Give every entry again, word for word.

·····

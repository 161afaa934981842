//! Single-source shortest paths over the graph store.
//!
//! Every query runs a full Dijkstra pass from scratch; nothing is cached
//! between calls, and the records never leave this module. Alongside each
//! node's distance the pass records the set of nodes lying on some shortest
//! path to it, which `closer_than` needs for its union semantics.

use std::collections::{HashMap, HashSet};

use trellis_core::types::{NodeName, Weight};

use crate::store::GraphStore;

/// Sentinel distance for a node not yet reached.
const INFINITE: Weight = Weight::MAX;

/// Per-node state of one resolver run.
#[derive(Debug, Clone)]
struct PathRecord {
    distance: Weight,
    on_path: HashSet<NodeName>,
}

impl PathRecord {
    fn unreached() -> Self {
        Self {
            distance: INFINITE,
            on_path: HashSet::new(),
        }
    }
}

/// Distance of the shortest directed path, or `None` when `target` is not
/// reachable from `source`. The sentinel never escapes this module.
pub fn shortest_path(store: &GraphStore, source: &str, target: &str) -> Option<Weight> {
    let records = resolve(store, source);
    records
        .get(target)
        .map(|record| record.distance)
        .filter(|&distance| distance != INFINITE)
}

/// Nodes other than `source` whose resolved distance is strictly below
/// `threshold`, unioned with every node (other than `source`) on those
/// nodes' shortest paths. Unsorted and deduplicated.
pub fn closer_than(store: &GraphStore, threshold: Weight, source: &str) -> Vec<NodeName> {
    let records = resolve(store, source);
    let mut result: HashSet<NodeName> = HashSet::new();
    for (name, record) in &records {
        if record.distance < threshold && name.as_str() != source {
            result.insert(name.clone());
            result.extend(
                record
                    .on_path
                    .iter()
                    .filter(|on_path| on_path.as_str() != source)
                    .cloned(),
            );
        }
    }
    result.into_iter().collect()
}

/// Run Dijkstra from `source`, producing a record for every node in the
/// store. The frontier scan only ever selects finite-distance nodes and
/// relaxation uses checked addition, so the sentinel can never wrap into a
/// spuriously short distance.
fn resolve(store: &GraphStore, source: &str) -> HashMap<NodeName, PathRecord> {
    let mut records: HashMap<NodeName, PathRecord> = store
        .node_names()
        .map(|name| {
            let mut record = PathRecord::unreached();
            if name.as_str() == source {
                record.distance = 0;
            }
            (name.clone(), record)
        })
        .collect();

    let mut settled: HashSet<NodeName> = HashSet::new();
    let mut unsettled: HashSet<NodeName> = HashSet::new();
    unsettled.insert(NodeName::from(source));

    while let Some(current) = nearest_unsettled(&unsettled, &records) {
        unsettled.remove(&current);
        let through = match records.get(&current) {
            Some(record) => record.clone(),
            None => continue,
        };
        if let Some(adjacency) = store.adjacency(&current) {
            for (adjacent, weights) in adjacency {
                if settled.contains(adjacent) {
                    continue;
                }
                for &weight in weights {
                    relax(&mut records, &through, &current, adjacent, weight);
                }
                unsettled.insert(adjacent.clone());
            }
        }
        settled.insert(current);
    }

    records
}

/// Frontier member with the smallest finite distance, ties broken by
/// whichever is encountered first.
fn nearest_unsettled(
    unsettled: &HashSet<NodeName>,
    records: &HashMap<NodeName, PathRecord>,
) -> Option<NodeName> {
    let mut nearest: Option<(&NodeName, Weight)> = None;
    for name in unsettled {
        let distance = match records.get(name) {
            Some(record) => record.distance,
            None => continue,
        };
        if distance == INFINITE {
            continue;
        }
        match nearest {
            Some((_, best)) if distance >= best => {}
            _ => nearest = Some((name, distance)),
        }
    }
    nearest.map(|(name, _)| name.clone())
}

/// Relax `adjacent` through `through_name`: on improvement, the adjacent
/// node inherits the predecessor's path set plus the predecessor itself.
fn relax(
    records: &mut HashMap<NodeName, PathRecord>,
    through: &PathRecord,
    through_name: &NodeName,
    adjacent: &NodeName,
    weight: Weight,
) {
    let candidate = match through.distance.checked_add(weight) {
        Some(candidate) => candidate,
        None => return,
    };
    if let Some(record) = records.get_mut(adjacent) {
        if candidate < record.distance {
            record.distance = candidate;
            record.on_path = through.on_path.clone();
            record.on_path.insert(through_name.clone());
        }
    }
}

·····

> Expected answer
repository 161afaa934981842
//! Single-source shortest paths over the graph store.
//!
//! Every query runs a full Dijkstra pass from scratch; nothing is cached
//! between calls, and the records never leave this module. Alongside each
//! node's distance the pass records the set of nodes lying on some shortest
//! path to it, which `closer_than` needs for its union semantics.

use std::collections::{HashMap, HashSet};

use trellis_core::types::{NodeName, Weight};

use crate::store::GraphStore;

/// Sentinel distance for a node not yet reached.
const INFINITE: Weight = Weight::MAX;

/// Per-node state of one resolver run.
#[derive(Debug, Clone)]
struct PathRecord {
    distance: Weight,
    on_path: HashSet<NodeName>,
}

impl PathRecord {
    fn unreached() -> Self {
        Self {
            distance: INFINITE,
            on_path: HashSet::new(),
        }
    }
}

/// Distance of the shortest directed path, or `None` when `target` is not
/// reachable from `source`. The sentinel never escapes this module.
pub fn shortest_path(store: &GraphStore, source: &str, target: &str) -> Option<Weight> {
    let records = resolve(store, source);
    records
        .get(target)
        .map(|record| record.distance)
        .filter(|&distance| distance != INFINITE)
}

/// Nodes other than `source` whose resolved distance is strictly below
/// `threshold`, unioned with every node (other than `source`) on those
/// nodes' shortest paths. Unsorted and deduplicated.
pub fn closer_than(store: &GraphStore, threshold: Weight, source: &str) -> Vec<NodeName> {
    let records = resolve(store, source);
    let mut result: HashSet<NodeName> = HashSet::new();
    for (name, record) in &records {
        if record.distance < threshold && name.as_str() != source {
            result.insert(name.clone());
            result.extend(
                record
                    .on_path
                    .iter()
                    .filter(|on_path| on_path.as_str() != source)
                    .cloned(),
            );
        }
    }
    result.into_iter().collect()
}

/// Run Dijkstra from `source`, producing a record for every node in the
/// store. The frontier scan only ever selects finite-distance nodes and
/// relaxation uses checked addition, so the sentinel can never wrap into a
/// spuriously short distance.
fn resolve(store: &GraphStore, source: &str) -> HashMap<NodeName, PathRecord> {
    let mut records: HashMap<NodeName, PathRecord> = store
        .node_names()
        .map(|name| {
            let mut record = PathRecord::unreached();
            if name.as_str() == source {
                record.distance = 0;
            }
            (name.clone(), record)
        })
        .collect();

    let mut settled: HashSet<NodeName> = HashSet::new();
    let mut unsettled: HashSet<NodeName> = HashSet::new();
    unsettled.insert(NodeName::from(source));

    while let Some(current) = nearest_unsettled(&unsettled, &records) {
        unsettled.remove(&current);
        let through = match records.get(&current) {
            Some(record) => record.clone(),
            None => continue,
        };
        if let Some(adjacency) = store.adjacency(&current) {
            for (adjacent, weights) in adjacency {
                if settled.contains(adjacent) {
                    continue;
                }
                for &weight in weights {
                    relax(&mut records, &through, &current, adjacent, weight);
                }
                unsettled.insert(adjacent.clone());
            }
        }
        settled.insert(current);
    }

    records
}

/// Frontier member with the smallest finite distance, ties broken by
/// whichever is encountered first.
fn nearest_unsettled(
    unsettled: &HashSet<NodeName>,
    records: &HashMap<NodeName, PathRecord>,
) -> Option<NodeName> {
    let mut nearest: Option<(&NodeName, Weight)> = None;
    for name in unsettled {
        let distance = match records.get(name) {
            Some(record) => record.distance,
            None => continue,
        };
        if distance == INFINITE {
            continue;
        }
        match nearest {
            Some((_, best)) if distance >= best => {}
            _ => nearest = Some((name, distance)),
        }
    }
    nearest.map(|(name, _)| name.clone())
}

/// Relax `adjacent` through `through_name`: on improvement, the adjacent
/// node inherits the predecessor's path set plus the predecessor itself.
fn relax(
    records: &mut HashMap<NodeName, PathRecord>,
    through: &PathRecord,
    through_name: &NodeName,
    adjacent: &NodeName,
    weight: Weight,
) {
    let candidate = match through.distance.checked_add(weight) {
        Some(candidate) => candidate,
        None => return,
    };
    if let Some(record) = records.get_mut(adjacent) {
        if candidate < record.distance {
            record.distance = candidate;
            record.on_path = through.on_path.clone();
            record.on_path.insert(through_name.clone());
        }
    }
}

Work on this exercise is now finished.